Winner: Yuki Tsunoda
Not only did Yuki Tsunoda lead a Grand Prix (which was also only the second time a Japanese driver has done so) for the first time in his career but he also earned the plaudits of the fans as he won a maiden Driver of the Day accolade.
The Japanese driver had the measure of AlphaTauri team mate Daniel Ricciardo all weekend and while he maximised a one-stop strategy, it wasn’t the fastest route and thus he dropped a couple of places from his grid slot to finish eighth.
That was still his third points finish in five races to signal a fine end to what has comfortably been his most impressive season to date.
Tsunoda’s strong end to the year, coupled with Ricciardo’s great drive to seventh in Mexico raised the prospect of AlphaTauri snatching P7 in the constructors’ championship from Williams at the death.
However, even though they introduced a new floor at the final race of the season, they couldn’t get themselves in a spot to score heavily enough and thus they end the year eighth, still two places higher than the bottom of the table where they have spent most of the season.
So, it was a bittersweet send-off for their boss Franz Tost, F1’s second longest-serving Team Principal, as while his latest protégé Tsunoda starred, they didn’t have the ultimate high of snatching one more position from a rival.
This is the first time this year Williams have made it into the winners’ section of this feature without scoring a point – but their efforts earlier in the season were rewarded as they held on to P7 in the constructors’ championship and the prize money bump that comes with it.

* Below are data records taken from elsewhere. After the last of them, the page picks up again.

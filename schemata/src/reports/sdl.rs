//! SDL command report data structures.

use std::path::PathBuf;

use schemata_core::WriteResult;

use super::output::{Output, Report};

/// Report data from printing a compiled schema.
#[derive(Debug)]
pub struct SdlReport {
    /// The printed SDL.
    pub sdl: String,
    /// Where the SDL went, if it was written to a file.
    pub written: Option<Written>,
    /// Phase snapshots taken for `--visualize`.
    pub snapshots: Option<SnapshotSummary>,
}

#[derive(Debug)]
pub struct Written {
    pub path: PathBuf,
    pub result: WriteResult,
}

#[derive(Debug)]
pub struct SnapshotSummary {
    pub dir: PathBuf,
    pub count: usize,
}

impl Report for SdlReport {
    fn render(&self, out: &mut dyn Output) {
        match &self.written {
            None => out.preformatted(&self.sdl),
            Some(Written {
                path,
                result: WriteResult::Written,
            }) => out.success(&format!("wrote {}", path.display())),
            Some(Written {
                path,
                result: WriteResult::Unchanged,
            }) => out.success(&format!("{} is up to date", path.display())),
        }

        if let Some(snapshots) = &self.snapshots {
            out.note(&format!(
                "wrote {} phase snapshots to {}",
                snapshots.count,
                snapshots.dir.display()
            ));
        }
    }
}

It’s a particularly impressive feat considering the team haven’t upgraded the car since race eight in Canada – as their full focus and resource has been on taking a big step with their 2024 car.
Loser: Lewis Hamilton
Lewis Hamilton had very little to say after one of his most uncompetitive weekends in recent memory. The seven-time world champion failed to reach Q3 in consecutive races for the first time since Germany-Hungary in 2014.
On race day, he lacked the pace to make much progress – and while he did haul himself into the points by finishing ninth, he was no match for Mercedes team mate George Russell this weekend.